A USA TODAY review of the trigger laws found the potential for ambiguity. Several states permit attorneys general to make a determination about whether the Supreme Court has overruled Roe v. Wade. Missouri also permits the governor or the state legislature, through a vote, to make that determination. Utah permits lawyers for the state legislature to decide exactly what it is the high court has ruled.
Because the Supreme Court’s decision may be something less clear than a black-or-white decision that overrules or upholds Roe, that could leave leeway for officials.
Eight of the trigger laws were approved in 2019, just after the Senate confirmed President Donald Trump’s second nominee to the Supreme Court, Associate Justice Brett Kavanaugh. That corresponds with a broader push by conservative states to enact laws restricting the procedure to test the court’s commitment to Roe.
Roe established the right to obtain an abortion through the end of the second trimester, or roughly by the end of the 26th week of pregnancy. A subsequent decision in 1992 ended the trimester framework and ruled people could obtain an abortion until viability, the point when a fetus can survive outside the womb or about 24 weeks.
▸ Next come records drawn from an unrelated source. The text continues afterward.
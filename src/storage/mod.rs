//! Storage module for persisting crawl data
//!
//! This module handles all database operations for the crawler, including:
//! - SQLite database initialization and schema management
//! - Insert-if-absent persistence of page records keyed by URL
//! - Run tracking

mod schema;
mod sqlite;
mod traits;

pub use sqlite::SqliteStorage;
pub use traits::{Storage, StorageError, StorageResult};

use crate::LanternError;
use std::path::Path;

/// Initializes or opens a storage database
///
/// # Returns
///
/// * `Ok(SqliteStorage)` - Successfully initialized storage
/// * `Err(LanternError)` - Failed to open the file or create the schema
pub fn open_storage(path: &Path) -> Result<SqliteStorage, LanternError> {
    SqliteStorage::new(path)
}

/// A discovered page, as persisted
///
/// Built by a worker after a successful fetch and parse, then handed to the
/// sink; never modified afterwards.
#[derive(Debug, Clone, PartialEq, Eq)]
pub struct PageRecord {
    pub url: String,
    pub title: String,
    pub category: String,
}

/// Represents a crawl run
#[derive(Debug, Clone)]
pub struct RunRecord {
    pub id: i64,
    pub started_at: String,
    pub finished_at: Option<String>,
    pub config_hash: String,
    pub total: u64,
    pub stop_reason: Option<String>,
}
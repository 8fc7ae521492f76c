//! URL-based page classification
//!
//! An ordered list of keyword rules checked against the lower-cased URL.
//! The first rule with any matching keyword names the category; otherwise
//! the default label applies. The result depends on the URL alone.

use crate::config::{CategoryRule, ClassifierConfig};

/// Stateless, total mapping from URL to category label
#[derive(Debug, Clone)]
pub struct Classifier {
    rules: Vec<CategoryRule>,
    default: String,
}

impl Classifier {
    pub fn new(rules: Vec<CategoryRule>, default: impl Into<String>) -> Self {
        let rules = rules
            .into_iter()
            .map(|rule| CategoryRule {
                label: rule.label,
                keywords: rule.keywords.iter().map(|k| k.to_lowercase()).collect(),
            })
            .collect();

        Self {
            rules,
            default: default.into(),
        }
    }

    pub fn from_config(config: &ClassifierConfig) -> Self {
        Self::new(config.rules.clone(), config.default.clone())
    }

    pub fn classify(&self, url: &str) -> &str {
        let lower = url.to_lowercase();

        self.rules
            .iter()
            .find(|rule| rule.keywords.iter().any(|k| lower.contains(k.as_str())))
            .map(|rule| rule.label.as_str())
            .unwrap_or(&self.default)
    }
}

impl Default for Classifier {
    fn default() -> Self {
        Self::from_config(&ClassifierConfig::default())
    }
}
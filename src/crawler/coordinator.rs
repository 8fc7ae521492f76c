//! Crawler coordinator - run lifecycle and stop conditions
//!
//! A run moves through `Init -> Seeding -> Running -> Draining -> Done`:
//! - Init opens storage, opens a run record and builds the shared state
//! - Seeding offers every configured seed to the frontier
//! - Running spawns the workers and the monitor, then waits for the first of
//!   frontier exhaustion, the record cap, or the run deadline
//! - Draining closes the frontier, stops the monitor and joins every worker
//! - Done closes the run record and returns the summary

use crate::config::Config;
use crate::crawler::classify::Classifier;
use crate::crawler::extractor::Extractor;
use crate::crawler::fetcher::build_http_client;
use crate::crawler::frontier::Frontier;
use crate::crawler::sink::Sink;
use crate::crawler::worker::{Worker, WorkerReport};
use crate::output::spawn_monitor;
use crate::state::{deadline_after, rate, Progress};
use crate::storage::{open_storage, Storage};
use crate::url::{normalize_url, SiteScope};
use crate::LanternError;
use std::fmt;
use std::path::Path;
use std::sync::Arc;
use std::time::Duration;
use tokio::task::JoinSet;
use tokio::time::Instant;

/// Lifecycle phase of a run
#[derive(Debug, Clone, Copy, PartialEq, Eq)]
pub enum RunPhase {
    Init,
    Seeding,
    Running,
    Draining,
    Done,
}

impl fmt::Display for RunPhase {
    fn fmt(&self, f: &mut fmt::Formatter<'_>) -> fmt::Result {
        let name = match self {
            RunPhase::Init => "init",
            RunPhase::Seeding => "seeding",
            RunPhase::Running => "running",
            RunPhase::Draining => "draining",
            RunPhase::Done => "done",
        };
        f.write_str(name)
    }
}

/// Which stop condition ended the run
#[derive(Debug, Clone, Copy, PartialEq, Eq)]
pub enum StopReason {
    /// Nothing left to crawl
    Exhausted,
    /// The record cap was reached
    CapReached,
    /// The run deadline elapsed
    TimedOut,
}

impl StopReason {
    /// Value stored in the run ledger
    pub fn as_str(&self) -> &'static str {
        match self {
            StopReason::Exhausted => "finished",
            StopReason::CapReached => "capped",
            StopReason::TimedOut => "timeout",
        }
    }

    /// Prefix of the final report line
    pub fn label(&self) -> &'static str {
        match self {
            StopReason::Exhausted => "FINISHED",
            StopReason::CapReached => "CAPPED",
            StopReason::TimedOut => "TIMEOUT",
        }
    }
}

/// Final report of a run
#[derive(Debug, Clone, PartialEq)]
pub struct CrawlSummary {
    pub run_id: i64,
    pub total: u64,
    pub elapsed: Duration,
    pub rate: f64,
    pub stop_reason: StopReason,
    pub dropped: u64,
}

impl fmt::Display for CrawlSummary {
    fn fmt(&self, f: &mut fmt::Formatter<'_>) -> fmt::Result {
        write!(
            f,
            "{}: {} records in {:.2}s ({:.2}/s)",
            self.stop_reason.label(),
            self.total,
            self.elapsed.as_secs_f64(),
            self.rate
        )
    }
}

/// Main crawler coordinator structure
pub struct Coordinator {
    config: Config,
    config_hash: String,
    storage: Option<Arc<dyn Storage>>,
}

impl Coordinator {
    /// Creates a coordinator that opens the configured database at Init
    ///
    /// # Arguments
    ///
    /// * `config` - The validated crawler configuration
    /// * `config_hash` - Hash of the config file, recorded with the run
    pub fn new(config: Config, config_hash: impl Into<String>) -> Self {
        Self {
            config,
            config_hash: config_hash.into(),
            storage: None,
        }
    }

    /// Creates a coordinator over an already opened storage backend
    pub fn with_storage(
        config: Config,
        config_hash: impl Into<String>,
        storage: Arc<dyn Storage>,
    ) -> Self {
        Self {
            config,
            config_hash: config_hash.into(),
            storage: Some(storage),
        }
    }

    /// Runs the crawl to completion
    ///
    /// Only storage initialization and client setup can fail; once workers
    /// start, every per-URL failure is absorbed and the run always reaches
    /// Done.
    pub async fn run(self) -> Result<CrawlSummary, LanternError> {
        let Coordinator {
            config,
            config_hash,
            storage,
        } = self;
        let crawler = &config.crawler;

        // ===== Init =====
        enter(RunPhase::Init);

        let storage: Arc<dyn Storage> = match storage {
            Some(storage) => storage,
            None => Arc::new(open_storage(Path::new(&config.output.database_path))?),
        };

        let scope = SiteScope::new(&config.site.base_url, &config.site.article_prefix)?;
        let client = build_http_client(
            &config.user_agent,
            Duration::from_secs(crawler.request_timeout_secs),
        )?;
        let extractor = Arc::new(Extractor::new(
            client,
            scope,
            Classifier::from_config(&config.classifier),
            config.site.title_suffix.clone(),
        ));

        // Opened last so a failed setup leaves no unfinished run behind
        let run_id = storage.create_run(&config_hash)?;

        let frontier = Arc::new(Frontier::new(crawler.queue_capacity));
        let progress = Arc::new(Progress::new(crawler.max_records));
        let deadline = deadline_after(Duration::from_secs(crawler.run_timeout_secs));

        tracing::info!(
            "Run {} on {} with {} workers, cap {}, timeout {}s",
            run_id,
            config.site.base_url,
            crawler.workers,
            crawler.max_records,
            crawler.run_timeout_secs
        );

        // ===== Seeding =====
        enter(RunPhase::Seeding);

        let mut seeded = 0;
        for seed in &config.site.seeds {
            match normalize_url(seed) {
                Ok(url) => {
                    if frontier.offer(url.as_str()) {
                        seeded += 1;
                    }
                }
                Err(e) => tracing::warn!("Skipping seed {}: {}", seed, e),
            }
        }
        tracing::info!("Seeded frontier with {} URLs", seeded);

        // ===== Running =====
        enter(RunPhase::Running);

        let monitor = spawn_monitor(
            Arc::clone(&progress),
            Arc::clone(&frontier),
            Duration::from_secs(crawler.monitor_interval_secs),
        );

        let mut workers = JoinSet::new();
        for id in 0..crawler.workers {
            let worker = Worker::new(
                id,
                Arc::clone(&frontier),
                Arc::clone(&extractor),
                Sink::new(Arc::clone(&storage), Arc::clone(&progress)),
                deadline,
            );
            workers.spawn(worker.run());
        }

        let mut reports = Vec::with_capacity(crawler.workers);
        let waited = tokio::select! {
            biased;
            _ = progress.wait_for_cap() => StopReason::CapReached,
            _ = tokio::time::sleep_until(deadline) => StopReason::TimedOut,
            _ = join_workers(&mut workers, &mut reports) => StopReason::Exhausted,
        };

        // Workers also exit on their own when they observe the cap or the
        // deadline, so an emptied join set does not by itself mean exhaustion.
        let stop_reason = match waited {
            StopReason::Exhausted if progress.is_capped() => StopReason::CapReached,
            StopReason::Exhausted if Instant::now() >= deadline => StopReason::TimedOut,
            other => other,
        };

        // ===== Draining =====
        enter(RunPhase::Draining);

        frontier.close();
        monitor.stop().await;
        join_workers(&mut workers, &mut reports).await;

        // ===== Done =====
        enter(RunPhase::Done);

        let total = progress.total();
        let elapsed = progress.elapsed();
        let processed: u64 = reports.iter().map(|r| r.processed).sum();

        if let Err(e) = storage.finish_run(run_id, total, stop_reason.as_str()) {
            tracing::error!("Failed to close run {}: {}", run_id, e);
        }

        tracing::info!(
            "Run {} stopped ({}): {} records from {} pages fetched, {} URLs seen, {} dropped",
            run_id,
            stop_reason.as_str(),
            total,
            processed,
            frontier.seen_count(),
            frontier.dropped()
        );

        Ok(CrawlSummary {
            run_id,
            total,
            elapsed,
            rate: rate(total, elapsed),
            stop_reason,
            dropped: frontier.dropped(),
        })
    }
}

fn enter(phase: RunPhase) {
    tracing::info!("Phase: {}", phase);
}

/// Joins every remaining worker, collecting reports
///
/// A panicked worker is logged and skipped; it cannot corrupt the shared
/// state beyond the record it was processing.
async fn join_workers(workers: &mut JoinSet<WorkerReport>, reports: &mut Vec<WorkerReport>) {
    while let Some(joined) = workers.join_next().await {
        match joined {
            Ok(report) => reports.push(report),
            Err(e) => tracing::error!("Worker task failed: {}", e),
        }
    }
}

/// Runs a crawl with storage opened from the config
///
/// # Example
///
/// ```no_run
/// use lantern_crawl::config::load_config_with_hash;
/// use lantern_crawl::crawler::run_crawl;
/// use std::path::Path;
///
/// # async fn example() -> Result<(), Box<dyn std::error::Error>> {
/// let (config, hash) = load_config_with_hash(Path::new("lantern.toml"))?;
/// let summary = run_crawl(config, hash).await?;
/// println!("{}", summary);
/// # Ok(())
/// # }
/// ```
pub async fn run_crawl(config: Config, config_hash: String) -> Result<CrawlSummary, LanternError> {
    Coordinator::new(config, config_hash).run().await
}
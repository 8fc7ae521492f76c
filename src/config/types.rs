use serde::Deserialize;

/// Main configuration structure for Lantern Crawl
#[derive(Debug, Clone, Deserialize)]
pub struct Config {
    #[serde(default)]
    pub crawler: CrawlerConfig,
    pub site: SiteConfig,
    #[serde(rename = "user-agent", default)]
    pub user_agent: UserAgentConfig,
    #[serde(default)]
    pub output: OutputConfig,
    #[serde(default)]
    pub classifier: ClassifierConfig,
}

/// Worker pool, frontier and stop-condition settings
#[derive(Debug, Clone, Deserialize)]
#[serde(rename_all = "kebab-case", default)]
pub struct CrawlerConfig {
    /// Number of concurrent workers
    pub workers: usize,

    /// Maximum number of URLs waiting in the frontier queue
    pub queue_capacity: usize,

    /// Timeout for a single page fetch (seconds)
    pub request_timeout_secs: u64,

    /// Wall-clock limit for the whole run (seconds)
    pub run_timeout_secs: u64,

    /// Stop once this many records have been persisted
    pub max_records: u64,

    /// Interval between throughput reports (seconds)
    pub monitor_interval_secs: u64,
}

impl Default for CrawlerConfig {
    fn default() -> Self {
        Self {
            workers: 100,
            queue_capacity: 100_000,
            request_timeout_secs: 5,
            run_timeout_secs: 600,
            max_records: 1_000_000,
            monitor_interval_secs: 5,
        }
    }
}

/// The single site being crawled
#[derive(Debug, Clone, Deserialize)]
#[serde(rename_all = "kebab-case")]
pub struct SiteConfig {
    /// Canonical scheme + host that relative links are resolved against
    #[serde(default = "default_base_url")]
    pub base_url: String,

    /// Only hrefs starting with this path are followed
    #[serde(default = "default_article_prefix")]
    pub article_prefix: String,

    /// Suffix removed from page titles when present
    #[serde(default = "default_title_suffix")]
    pub title_suffix: String,

    /// Pages the crawl starts from
    pub seeds: Vec<String>,
}

fn default_base_url() -> String {
    "https://en.wikipedia.org".to_string()
}

fn default_article_prefix() -> String {
    "/wiki/".to_string()
}

fn default_title_suffix() -> String {
    " - Wikipedia".to_string()
}

/// User agent identification configuration
#[derive(Debug, Clone, Deserialize)]
#[serde(rename_all = "kebab-case", default)]
pub struct UserAgentConfig {
    /// Name of the crawler
    pub crawler_name: String,

    /// Version of the crawler
    pub crawler_version: String,

    /// URL with information about the crawler
    pub contact_url: String,

    /// Email address for crawler-related contact
    pub contact_email: String,
}

impl Default for UserAgentConfig {
    fn default() -> Self {
        Self {
            crawler_name: "LanternCrawl".to_string(),
            crawler_version: env!("CARGO_PKG_VERSION").to_string(),
            contact_url: "https://example.com/lantern".to_string(),
            contact_email: "crawler@example.com".to_string(),
        }
    }
}

impl UserAgentConfig {
    /// Formats the `User-Agent` header value
    ///
    /// Format: `CrawlerName/Version (+ContactURL; ContactEmail)`
    pub fn header_value(&self) -> String {
        format!(
            "{}/{} (+{}; {})",
            self.crawler_name, self.crawler_version, self.contact_url, self.contact_email
        )
    }
}

/// Output configuration
#[derive(Debug, Clone, Deserialize)]
#[serde(rename_all = "kebab-case", default)]
pub struct OutputConfig {
    /// Path to the SQLite database file
    pub database_path: String,
}

impl Default for OutputConfig {
    fn default() -> Self {
        Self {
            database_path: "./lantern.db".to_string(),
        }
    }
}

/// Category rules applied to every crawled URL
#[derive(Debug, Clone, Deserialize)]
#[serde(rename_all = "kebab-case")]
pub struct ClassifierConfig {
    /// Label used when no rule matches
    #[serde(default = "default_category")]
    pub default: String,

    /// Ordered rules; the first one with a matching keyword wins
    #[serde(default = "default_rules")]
    pub rules: Vec<CategoryRule>,
}

impl Default for ClassifierConfig {
    fn default() -> Self {
        Self {
            default: default_category(),
            rules: default_rules(),
        }
    }
}

/// One classification rule: any keyword found in the lower-cased URL selects `label`
#[derive(Debug, Clone, Deserialize, PartialEq, Eq)]
pub struct CategoryRule {
    pub label: String,
    pub keywords: Vec<String>,
}

impl CategoryRule {
    pub fn new(label: &str, keywords: &[&str]) -> Self {
        Self {
            label: label.to_string(),
            keywords: keywords.iter().map(|k| k.to_string()).collect(),
        }
    }
}

fn default_category() -> String {
    "Programming".to_string()
}

fn default_rules() -> Vec<CategoryRule> {
    vec![
        CategoryRule::new("Programming Languages", &["programming", "language"]),
        CategoryRule::new("Algorithms", &["algorithm", "data_structure"]),
        CategoryRule::new("Databases", &["database", "sql"]),
        CategoryRule::new("Web Development", &["web", "framework"]),
        CategoryRule::new("AI/ML", &["machine_learning", "ai"]),
    ]
}
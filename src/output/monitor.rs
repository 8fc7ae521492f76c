//! Periodic throughput reporting
//!
//! The monitor is purely observational: it reads the progress counter and
//! the frontier on a fixed interval and emits one status line per tick.

use crate::crawler::Frontier;
use crate::state::{deadline_after, Progress};
use std::sync::Arc;
use std::time::Duration;
use tokio::sync::oneshot;
use tokio::task::JoinHandle;
use tokio::time::{interval_at, MissedTickBehavior};

/// Handle to a running monitor task
pub struct MonitorHandle {
    stop: oneshot::Sender<()>,
    task: JoinHandle<()>,
}

impl MonitorHandle {
    /// Stops the monitor and waits for its task to finish
    pub async fn stop(self) {
        // The task may already have exited on its own after the cap
        let _ = self.stop.send(());
        if let Err(e) = self.task.await {
            tracing::warn!("Monitor task failed: {}", e);
        }
    }

    pub fn is_finished(&self) -> bool {
        self.task.is_finished()
    }
}

/// Spawns the monitor on the current runtime
///
/// The first line is emitted one full `every` after start. The task exits
/// when the cap is reached or when [`MonitorHandle::stop`] is called.
pub fn spawn_monitor(
    progress: Arc<Progress>,
    frontier: Arc<Frontier>,
    every: Duration,
) -> MonitorHandle {
    let (stop, mut stopped) = oneshot::channel();

    let task = tokio::spawn(async move {
        let mut ticker = interval_at(deadline_after(every), every);
        ticker.set_missed_tick_behavior(MissedTickBehavior::Delay);

        loop {
            tokio::select! {
                _ = ticker.tick() => report(&progress, &frontier),
                _ = progress.wait_for_cap() => {
                    report(&progress, &frontier);
                    tracing::info!("Record cap of {} reached", progress.cap());
                    break;
                }
                _ = &mut stopped => break,
            }
        }
    });

    MonitorHandle { stop, task }
}

fn report(progress: &Progress, frontier: &Frontier) {
    tracing::info!(
        "Crawled {} records in {:.0}s ({:.1}/s), {} queued, {} dropped",
        progress.total(),
        progress.elapsed().as_secs_f64(),
        progress.rate(),
        frontier.len(),
        frontier.dropped()
    );
}
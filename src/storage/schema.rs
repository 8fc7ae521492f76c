//! Database schema definitions
//!
//! This module contains all SQL schema definitions for the Lantern Crawl database.

/// SQL schema for the database
pub const SCHEMA_SQL: &str = r#"
-- Track crawl runs
CREATE TABLE IF NOT EXISTS runs (
    id INTEGER PRIMARY KEY AUTOINCREMENT,
    started_at TEXT NOT NULL,
    finished_at TEXT,
    config_hash TEXT NOT NULL,
    total INTEGER NOT NULL DEFAULT 0,
    stop_reason TEXT
);

-- One row per discovered page; url is the identity
CREATE TABLE IF NOT EXISTS pages (
    id INTEGER PRIMARY KEY AUTOINCREMENT,
    url TEXT NOT NULL UNIQUE,
    title TEXT NOT NULL,
    category TEXT NOT NULL,
    discovered_at TEXT NOT NULL
);

CREATE INDEX IF NOT EXISTS idx_pages_category ON pages(category);
"#;

/// Initializes the database schema
///
/// Safe to run against an existing database; every statement is `IF NOT EXISTS`.
pub fn initialize_schema(conn: &rusqlite::Connection) -> Result<(), rusqlite::Error> {
    conn.execute_batch(SCHEMA_SQL)?;
    Ok(())
}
Roughly half of states have approved laws shortening that 24-week timeframe, most of which have been struck down by lower federal courts. In addition to Mississippi, Texas drew headlines this year for its ban on most abortions after six weeks of pregnancy – a law that has prompted two challenges now pending at the Supreme Court.
Like Mississippi, lawmakers in Louisiana approved a ban on abortion after 15 weeks. Arkansas and Utah approved bans at 18 weeks.
And two states, Tennessee and Missouri, have approved “cascading” bans that attempt to prohibit abortions in two- or four-week increments.
Those laws have all been blocked by federal courts.
Hillary Schneller, a senior staff attorney at Center for Reproductive Rights, which is representing the clinic in the Mississippi case, said the laws underscore the “kitchen-sink approach” that many conservative states are taking.
“The ultimate goal is just to ban abortion at any point or entirely,” she said.
At least 14 states, including California, New York and Illinois, have approved laws protecting the right to abortion. So a ruling overturning Roe would create different levels of access depending on the state.
But that could be the case even if the Supreme Court doesn’t completely overturn Roe. If the justices uphold Mississippi’s law without ruling on the question of whether the constitutional right to an abortion should be nullified, conservative state legislatures will almost certainly move with speed to adopt their own 15-week bans, experts said.
“If they uphold 15 weeks on its face and say that’s the new standard, I think we’ll see states pass 15-week limits,” said Mallory Quigley with the anti-abortion group Susan B. Anthony List. “I think we’ll continue to see pro-life advocates and lawmakers at the state level challenge whatever the status quo is going to be.”